WTO Council for TRIPS
17 September 2002
On behalf of the World Health Organization, we wish to extend our warmest
greetings and congratulations to Dr Supachai Panitchpakdi on his appointment
as Director-General of the World Trade Organization. We look forward to
continuing our Organization's technical cooperation with WTO. Dr Supachai
Panitchpakdi is no stranger to the field of public health having served on
the WHO Commission on Macroeconomics and Health and having opened the first
meeting of the WHO Network for Monitoring the Impact of Globalization and
TRIPS on Access to Medicines.
WHO is hopeful that, as instructed by the Doha Ministerial Declaration on
the TRIPS Agreement and Public Health, the TRIPS Council will find an
expeditious solution to the problem faced by WTO Members and other countries
with insufficient or no manufacturing capacities in the pharmaceutical
sector for making effective use of the TRIPS Agreement's provisions on
compulsory licensing, and report back to the General Council by the end of
this year.
WHO re-affirms its commitment to support WTO Members and the Council for
TRIPS in finding an expeditious solution to this problem raised in Paragraph
6 of the Declaration.
To this end, WHO has published a paper, Implications of the Doha
Declaration on the TRIPS Agreement and Public Health, WHO/EDM/PAR/2002.3.

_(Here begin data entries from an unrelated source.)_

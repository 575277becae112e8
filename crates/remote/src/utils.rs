use chrono::Utc;
use propdesk_core::notes::{NewNote, Note};
use propdesk_core::utils::assigned_id;
use propdesk_core::Result;
use serde::Serialize;
use serde_json::{Map, Value};

/// Current time in the wire format used for `createdAt` / `updatedAt`.
pub(crate) fn now_value() -> Value {
    Value::String(Utc::now().to_rfc3339())
}

pub(crate) fn to_value<T: Serialize>(value: &T) -> Result<Value> {
    Ok(serde_json::to_value(value)?)
}

/// A field map touching `field` and `updatedAt`.
pub(crate) fn touched(field: &str, value: Value) -> Map<String, Value> {
    let mut fields = Map::new();
    fields.insert(field.to_string(), value);
    fields.insert("updatedAt".to_string(), now_value());
    fields
}

/// The persisted form of a note, with its assigned id.
pub(crate) fn stored_note(note: &NewNote) -> Note {
    Note {
        id: assigned_id(),
        text: note.text.trim().to_string(),
        author: note.author.clone(),
        created_at: Utc::now(),
    }
}
//! Unit tests for the property service and its optimistic mutations.

use super::*;
use crate::errors::{Error, Result, StoreError};
use crate::events::{DomainEvent, RecordingEventSink};
use crate::mutation::{MutationCoordinator, OptimisticMutation};
use crate::notes::{NewNote, Note};
use crate::search::{SearchIndexTrait, SearchIndexes, SearchRequest, SearchResponse};
use crate::state::{FetchStatus, RecordKey, Store};
use crate::utils::{assigned_id, is_temp_id};
use async_trait::async_trait;
use chrono::Utc;
use rust_decimal::Decimal;
use rust_decimal_macros::dec;
use serde_json::json;
use std::collections::HashMap;
use std::sync::atomic::{AtomicBool, AtomicUsize, Ordering};
use std::sync::{Arc, Mutex};
use tokio::sync::Notify;

// ============================================================================
// Mock Implementations
// ============================================================================

#[derive(Default)]
struct MockPropertyRepository {
    records: Mutex<HashMap<String, Property>>,
    fail_writes: AtomicBool,
    fail_reads: AtomicBool,
    writes: AtomicUsize,
    price_gate: Option<Arc<Notify>>,
}

impl MockPropertyRepository {
    fn with(properties: Vec<Property>) -> Self {
        let repo = Self::default();
        {
            let mut records = repo.records.lock().unwrap();
            for p in properties {
                records.insert(p.property_id.clone(), p);
            }
        }
        repo
    }

    fn gated(mut self, gate: Arc<Notify>) -> Self {
        self.price_gate = Some(gate);
        self
    }

    fn stored(&self, id: &str) -> Property {
        self.records.lock().unwrap().get(id).cloned().unwrap()
    }

    fn write_attempt(&self) -> Result<()> {
        self.writes.fetch_add(1, Ordering::SeqCst);
        if self.fail_writes.load(Ordering::SeqCst) {
            return Err(StoreError::Network("connection reset".to_string()).into());
        }
        Ok(())
    }
}

#[async_trait]
impl PropertyRepositoryTrait for MockPropertyRepository {
    async fn get_by_id(&self, property_id: &str) -> Result<Property> {
        if self.fail_reads.load(Ordering::SeqCst) {
            return Err(StoreError::Network("timeout".to_string()).into());
        }
        self.records
            .lock()
            .unwrap()
            .get(property_id)
            .cloned()
            .ok_or_else(|| StoreError::NotFound(format!("properties/{}", property_id)).into())
    }

    async fn list_by_ids(&self, property_ids: &[String]) -> Result<Vec<Property>> {
        let records = self.records.lock().unwrap();
        Ok(property_ids
            .iter()
            .filter_map(|id| records.get(id).cloned())
            .collect())
    }

    async fn update_status(&self, property_id: &str, status: PropertyStatus) -> Result<Property> {
        self.write_attempt()?;
        let mut records = self.records.lock().unwrap();
        let record = records
            .get_mut(property_id)
            .ok_or_else(|| Error::NotFound(property_id.to_string()))?;
        record.status = status;
        Ok(record.clone())
    }

    async fn record_price_change(
        &self,
        property_id: &str,
        change: &PriceChange,
        previous_price: Option<Decimal>,
    ) -> Result<PriceHistoryEntry> {
        if let Some(gate) = &self.price_gate {
            gate.notified().await;
        }
        self.write_attempt()?;
        let entry = PriceHistoryEntry {
            id: assigned_id(),
            price: change.new_price,
            previous_price,
            changed_at: Utc::now(),
            changed_by: change.changed_by.clone(),
        };
        let mut records = self.records.lock().unwrap();
        let record = records
            .get_mut(property_id)
            .ok_or_else(|| Error::NotFound(property_id.to_string()))?;
        record.price = Some(change.new_price);
        record.price_per_sqft = price_per_sqft(change.new_price, record.area_sqft);
        record.price_history.push(entry.clone());
        Ok(entry)
    }

    async fn append_note(&self, property_id: &str, note: &NewNote) -> Result<Note> {
        self.write_attempt()?;
        let stored = Note {
            id: assigned_id(),
            text: note.text.clone(),
            author: note.author.clone(),
            created_at: Utc::now(),
        };
        let mut records = self.records.lock().unwrap();
        let record = records
            .get_mut(property_id)
            .ok_or_else(|| Error::NotFound(property_id.to_string()))?;
        record.notes.push(stored.clone());
        Ok(stored)
    }
}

This paper describes the features of a solution to the so-called "paragraph
6 problem" which are desirable from a public health perspective. These
include: a stable international legal framework; transparency and
predictability of the applicable rules in the exporting and importing
countries; simple and speedy legal procedures in the exporting and importing
countries; equality of opportunities for countries in need of medicines,
even for products not patented in the importing country; facilitation of a
multiplicity of potential suppliers of the required medicines, both from
developed and developing countries; and broad coverage in terms of health
problems and the range of medicines.
Thus, the basic public health principle is clear: the people of a country
which does not have the capacity for domestic production of a needed product
should be no less protected by compulsory licensing provisions (or indeed
other TRIPS safeguards), nor should they face any greater procedural
hurdles, compared to people who happen to live in countries capable of
producing the product.
Among the solutions being proposed, the limited exception under Article 30
is the most consistent with this public health principle. This solution will
give WTO Members expeditious authorization, as requested by the Doha
Declaration, to permit third parties to make, sell and export patented
medicines and other health technologies to address public health needs.